La Ziegenhals semblait vaincue et riait, tandis que Krola, qui avait écouté d'une oreille, hochait la tête d'un air approbateur. Tel était donc le cours de la conversation au milieu de la table; il était plus gai encore à l'extrémité de cette table où la jeune madame Treibel et Corinna étaient assises face à face ...."
(trad. M.F.Demet, R.Laffont)
Der Stechlin (1897)
"Im Norden der Grafschaft Ruppin, hart an der mecklenburgischen Grenze, zieht sich von dem Städtchen Gransee bis nach Rheinsberg hin (und noch darüber hinaus) eine mehrere Meilen lange Seenkette durch eine menschenarme, nur hie und da mit ein paar Dörfern, sonst aber ausschließlich mit Förstereien, Glas- und Teeröfen besetzte Waldung..."
"Dernier roman de Theodor Fontane, écrit l'année même de sa mort, en 1898, Le Stechlin est sans doute son chef-d'oeuvre. Il emprunte son titre à un lac situé au nord de l'Allemagne, dont les eaux se mettent à bouillonner lorsqu'un événement exceptionnel se produit dans le monde. Mais le Stechlin est aussi le nom d'un village et l'histoire d'une famille groupée autour d'un vieux gentilhomme campagnard.
"CHAPITRE I - Au nord du comté de Ruppin, tout contre la frontière du Mecklenbourg, de la petite ville de Gransee jusqu’à Rheinsberg (et même au-delà), s’étend sur plusieurs lieues un chapelet de lacs à travers un paysage boisé, guère peuplé, parsemé exclusivement, outre çà et là quelques vieux villages, de maisons forestières, de verreries et de goudronnières. L’un de ces lacs s’appelle le STECHLIN. Il est bordé de rives plates, à part un seul endroit où elles montent abruptement pour former une sorte de terrasse entourée de vieux hêtres dont les branches, ployant sous leur propre poids, effleurent l’eau de leur pointe. Çà et là poussent quelques joncs ou roseaux, mais nulle barque n’y trace son sillon, nul oiseau n’y chante, seul un autour rarement passe, jetant son ombre sur le miroir des eaux. Tout ici est silencieux. Et pourtant, de temps à autre cet endroit prend vie. C’est le cas lorsque, bien loin dans le monde, que ce soit en Islande ou à Java, se font entendre des roulements et des grondements, ou bien quand une pluie de cendres venant des volcans hawaïens dérive vers les lointaines mers du Sud. Alors, tout se met ici en mouvement et un geyser jaillit des profondeurs pour y retomber ensuite. Les riverains du Stechlin savent tout cela et, quand ils en parlent, ils ne manquent pas d’ajouter : « Cette histoire de geyser, c’est de la broutille, c’est du quotidien ; mais quand il se passe quelque chose d’important dans le monde, comme à Lisbonne il y a cent ans, alors ça ne se contente pas de vous bouillonner et tourbillonner, non, au lieu du geyser, c’est un coq rouge qui surgit et qui chante, qu’on l’entend bien loin jusqu’à l’intérieur des terres. »...

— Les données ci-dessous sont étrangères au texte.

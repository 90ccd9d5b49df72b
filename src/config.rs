//! Environment-driven runtime configuration.

use std::env;
use std::net::SocketAddr;

use tracing::warn;

/// Environment variable naming the interface the game server binds to.
const TCP_HOST_ENV: &str = "TCP_HOST";
/// Environment variable naming the game server port.
const TCP_PORT_ENV: &str = "TCP_PORT";
/// Environment variable naming the bridge HTTP port.
const HTTP_PORT_ENV: &str = "PORT";
/// Environment variable carrying the token-signing secret.
const JWT_SECRET_ENV: &str = "JWT_SECRET";
/// Environment variable pointing at the user store.
const DATABASE_URL_ENV: &str = "DATABASE_URL";

const DEFAULT_TCP_HOST: &str = "127.0.0.1";
const DEFAULT_TCP_PORT: u16 = 4000;
const DEFAULT_HTTP_PORT: u16 = 8080;
const DEFAULT_DATABASE_URL: &str = "sqlite://quizwire.db?mode=rwc";

#[derive(Debug, Clone)]
/// Immutable runtime configuration shared across the application.
pub struct AppConfig {
    /// Interface the authoritative game server listens on. Loopback unless
    /// explicitly overridden; the TCP channel carries no authentication.
    pub tcp_host: String,
    /// Port for the newline-delimited JSON game protocol.
    pub tcp_port: u16,
    /// Public port for the bridge HTTP surface.
    pub http_port: u16,
    /// HMAC secret used to sign session tokens.
    pub jwt_secret: String,
    /// Connection string for the user store.
    pub database_url: String,
}

impl AppConfig {
    /// Load the configuration from the environment, falling back to loopback
    /// defaults suitable for local development.
    pub fn from_env() -> Self {
        let jwt_secret = env::var(JWT_SECRET_ENV).unwrap_or_else(|_| {
            warn!("{JWT_SECRET_ENV} not set; using an insecure development secret");
            "quizwire-dev-secret".into()
        });

        Self {
            tcp_host: env::var(TCP_HOST_ENV).unwrap_or_else(|_| DEFAULT_TCP_HOST.into()),
            tcp_port: parse_port(TCP_PORT_ENV, DEFAULT_TCP_PORT),
            http_port: parse_port(HTTP_PORT_ENV, DEFAULT_HTTP_PORT),
            jwt_secret,
            database_url: env::var(DATABASE_URL_ENV)
                .unwrap_or_else(|_| DEFAULT_DATABASE_URL.into()),
        }
    }

    /// Address the game server binds to and the bridge dials.
    pub fn tcp_addr(&self) -> String {
        format!("{}:{}", self.tcp_host, self.tcp_port)
    }

    /// Address the bridge HTTP server binds to.
    pub fn http_addr(&self) -> SocketAddr {
        SocketAddr::from(([0, 0, 0, 0], self.http_port))
    }
}

/// Parse a port from the environment, keeping the default on absent or
/// unparseable values.
fn parse_port(var: &str, default: u16) -> u16 {
    match env::var(var) {
        Ok(raw) => match raw.parse::<u16>() {
            Ok(port) => port,
            Err(_) => {
                warn!(var, value = %raw, "invalid port value; using default {default}");
                default
            }
        },
        Err(_) => default,
    }
}
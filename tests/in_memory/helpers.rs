//! Shared fixtures for in-memory workflow integration tests.

use std::sync::Arc;

use claimant::claim::{
    adapters::{
        git::PrefixedBranchNamer,
        memory::{InMemoryIssueTracker, StaticIdentity},
    },
    config::WorkflowConfig,
    domain::IssueReference,
    services::{ClaimService, ReleaseService, VerificationService},
};
use rstest::fixture;

/// Claim service wired to in-memory adapters.
pub type MemoryClaimService =
    ClaimService<InMemoryIssueTracker, StaticIdentity, PrefixedBranchNamer>;

/// Every workflow service sharing one tracker.
pub struct Workflows {
    pub tracker: InMemoryIssueTracker,
    pub verification: VerificationService<InMemoryIssueTracker>,
    pub claim: MemoryClaimService,
    pub release: ReleaseService<InMemoryIssueTracker>,
}

/// Provides services over a tracker holding open issues `acme/widgets/1..=3`.
///
/// # Panics
///
/// Panics if the default configuration is rejected.
#[fixture]
pub fn workflows() -> Workflows {
    let tracker = InMemoryIssueTracker::new();
    for number in 1..=3 {
        tracker.insert_open(&issue(&format!("acme/widgets/{number}")));
    }
    let shared = Arc::new(tracker.clone());
    let config = WorkflowConfig::default();

    Workflows {
        verification: VerificationService::new(Arc::clone(&shared), config.clone())
            .expect("valid config"),
        claim: ClaimService::new(
            Arc::clone(&shared),
            Arc::new(StaticIdentity::new("octocat")),
            Arc::new(PrefixedBranchNamer::default()),
            config.clone(),
        )
        .expect("valid config"),
        release: ReleaseService::new(shared, config).expect("valid config"),
        tracker,
    }
}

/// Parses an issue reference.
///
/// # Panics
///
/// Panics if `raw` is not `org/repo/number`.
#[must_use]
pub fn issue(raw: &str) -> IssueReference {
    IssueReference::parse(raw).expect("valid issue reference")
}
//! `reqwest`-backed [`IssueTracker`] for the GitHub REST API.

use super::config::GitHubConfig;
use super::models::{
    AssigneesBody, CommentBody, GitHubComment, GitHubErrorBody, GitHubIssue, GitHubUser,
    LabelsBody,
};
use crate::claim::{
    domain::{Issue, IssueComment, IssueReference},
    ports::{
        IdentityError, IdentityResolver, IdentityResult, IssueTracker, Page, PageRequest,
        TrackerError, TrackerResult,
    },
};
use async_trait::async_trait;
use reqwest::header::{ACCEPT, HeaderMap, HeaderValue, LINK};
use reqwest::{RequestBuilder, Response, StatusCode};
use secrecy::{ExposeSecret, SecretString};
use serde::de::DeserializeOwned;
use tracing::debug;

/// GitHub issue tracker and identity resolver.
#[derive(Debug)]
pub struct GitHubIssueTracker {
    http: reqwest::Client,
    base_url: String,
    token: SecretString,
}

impl GitHubIssueTracker {
    /// Builds the HTTP client for `config`.
    ///
    /// # Errors
    ///
    /// Returns [`TrackerError::Transport`] when the client cannot be built.
    pub fn new(config: GitHubConfig) -> TrackerResult<Self> {
        let mut headers = HeaderMap::new();
        headers.insert(
            ACCEPT,
            HeaderValue::from_static("application/vnd.github+json"),
        );
        headers.insert(
            "X-GitHub-Api-Version",
            HeaderValue::from_static("2022-11-28"),
        );

        let http = reqwest::Client::builder()
            .default_headers(headers)
            .user_agent(config.user_agent)
            .build()
            .map_err(TrackerError::transport)?;

        Ok(Self {
            http,
            base_url: config.api_base_url.trim_end_matches('/').to_owned(),
            token: config.token,
        })
    }

    fn issue_url(&self, reference: &IssueReference, suffix: &str) -> String {
        format!(
            "{}/repos/{}/{}/issues/{}{suffix}",
            self.base_url,
            urlencoding::encode(reference.org()),
            urlencoding::encode(reference.repo()),
            urlencoding::encode(reference.number()),
        )
    }

    async fn send(&self, request: RequestBuilder) -> TrackerResult<Response> {
        let response = request
            .bearer_auth(self.token.expose_secret())
            .send()
            .await
            .map_err(TrackerError::transport)?;

        let status = response.status();
        if status.is_success() {
            return Ok(response);
        }

        let url = response.url().to_string();
        let body = response.text().await.unwrap_or_default();
        let message = serde_json::from_str::<GitHubErrorBody>(&body)
            .map(|error| error.message)
            .unwrap_or(body);
        debug!(%url, status = status.as_u16(), %message, "GitHub request failed");

        if status == StatusCode::NOT_FOUND {
            return Err(TrackerError::NotFound(format!("{url}: {message}")));
        }
        Err(TrackerError::Status {
            status: status.as_u16(),
            message,
        })
    }

    async fn send_json<T: DeserializeOwned>(&self, request: RequestBuilder) -> TrackerResult<T> {
        let response = self.send(request).await?;
        decode(response).await
    }
}

async fn decode<T: DeserializeOwned>(response: Response) -> TrackerResult<T> {
    response
        .json::<T>()
        .await
        .map_err(|err| TrackerError::Decode(err.to_string()))
}

fn has_next_page(response: &Response) -> bool {
    response
        .headers()
        .get(LINK)
        .and_then(|value| value.to_str().ok())
        .is_some_and(|links| links.split(',').any(|link| link.contains("rel=\"next\"")))
}

#[async_trait]
impl IssueTracker for GitHubIssueTracker {
    async fn fetch_issue(&self, reference: &IssueReference) -> TrackerResult<Issue> {
        let issue: GitHubIssue = self
            .send_json(self.http.get(self.issue_url(reference, "")))
            .await?;
        Issue::try_from(issue)
    }

    async fn list_comments_page(
        &self,
        reference: &IssueReference,
        page: PageRequest,
    ) -> TrackerResult<Page<IssueComment>> {
        let request = self
            .http
            .get(self.issue_url(reference, "/comments"))
            .query(&[("per_page", page.per_page()), ("page", page.number())]);
        let response = self.send(request).await?;
        let has_next = has_next_page(&response);
        let comments: Vec<GitHubComment> = decode(response).await?;
        Ok(Page {
            items: comments.into_iter().map(IssueComment::from).collect(),
            has_next,
        })
    }

    async fn list_assignees_page(
        &self,
        reference: &IssueReference,
        page: PageRequest,
    ) -> TrackerResult<Page<String>> {
        // The issue payload carries the full assignee list, so there is only
        // ever one page.
        if page.number() > 1 {
            return Ok(Page::last(Vec::new()));
        }
        let issue = self.fetch_issue(reference).await?;
        Ok(Page::last(issue.assignees().to_vec()))
    }

    async fn add_label(&self, reference: &IssueReference, label: &str) -> TrackerResult<()> {
        let request = self
            .http
            .post(self.issue_url(reference, "/labels"))
            .json(&LabelsBody { labels: [label] });
        self.send(request).await.map(|_| ())
    }

    async fn remove_label(&self, reference: &IssueReference, label: &str) -> TrackerResult<()> {
        let suffix = format!("/labels/{}", urlencoding::encode(label));
        self.send(self.http.delete(self.issue_url(reference, &suffix)))
            .await
            .map(|_| ())
    }

    async fn add_comment(
        &self,
        reference: &IssueReference,
        body: &str,
    ) -> TrackerResult<IssueComment> {
        let request = self
            .http
            .post(self.issue_url(reference, "/comments"))
            .json(&CommentBody { body });
        let comment: GitHubComment = self.send_json(request).await?;
        Ok(comment.into())
    }

    async fn add_assignees(
        &self,
        reference: &IssueReference,
        logins: &[String],
    ) -> TrackerResult<()> {
        let request = self
            .http
            .post(self.issue_url(reference, "/assignees"))
            .json(&AssigneesBody { assignees: logins });
        self.send(request).await.map(|_| ())
    }

    async fn remove_assignees(
        &self,
        reference: &IssueReference,
        logins: &[String],
    ) -> TrackerResult<()> {
        let request = self
            .http
            .delete(self.issue_url(reference, "/assignees"))
            .json(&AssigneesBody { assignees: logins });
        self.send(request).await.map(|_| ())
    }
}

#[async_trait]
impl IdentityResolver for GitHubIssueTracker {
    async fn resolve_login(&self) -> IdentityResult<String> {
        let url = format!("{}/user", self.base_url);
        let user: GitHubUser = self
            .send_json(self.http.get(url))
            .await
            .map_err(IdentityError::lookup)?;
        Ok(user.login)
    }
}
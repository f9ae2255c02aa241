//! Step definitions for claim and release scenarios.

mod given;
mod then;
mod when;
pub mod world;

A travers tout un jeu de conversations éblouissantes, Fontane se livre à une méditation pleine d'indulgence et d'humour sur l'aristocratie, la bourgeoisie et la société prussiennes du siècle dernier. On boit du thé, on joue, on dîne, on échange des idées sur l'art, l'amour, la religion, le quotidien... Le romanesque s'installe avec le naturel et la simplicité de la vie. Fontane serait-il le Flaubert ou le Zola de la littérature allemande ? Thomas Mann le considérait comme son maître :"Aucun écrivain du passé ou du présent n'éveille en moi ce ravissement immédiat et instinctif, cet amusement spontané, cet intérêt chaleureux, cette satisfaction que j'éprouve à chaque vers, à chaque ligne de ses lettres, à chaque bribe de ses dialogues."
CHAPITRE XX - "À six heures, l’issue de l’élection était pratiquement certaine ; il manquait quelques résultats, mais en provenance de localités dont les voix ne pouvaient plus rien changer. Il s’avérait que les sociaux-démocrates avaient remporté une victoire quasi éclatante ; le vieux Stechlin restait bien loin en arrière, plus loin encore le progressiste Katzenstein, de Gransee. Mais dans l’ensemble, les deux partis vaincus acceptaient leur défaite avec calme ; chez les libéraux, peu de grogne, chez les conservateurs, aucune. Dubslav prit la chose du côté plaisant, ses amis politiques encore plus, à vrai dire, chacun d’eux pensait : « Vaincre, c’est bien, mais aller à table, c’est encore mieux. » Et de fait il était temps de se restaurer. Tout le monde n’aspirait qu’à oublier cette affaire ennuyeuse devant une truite et un bon chablis. Et en aurait-on fini avec la truite que le filet de chevreuil se pointerait à l’horizon, le champagne alors serait en vue. Au « Prince Régent », on se flattait de servir une bonne marque.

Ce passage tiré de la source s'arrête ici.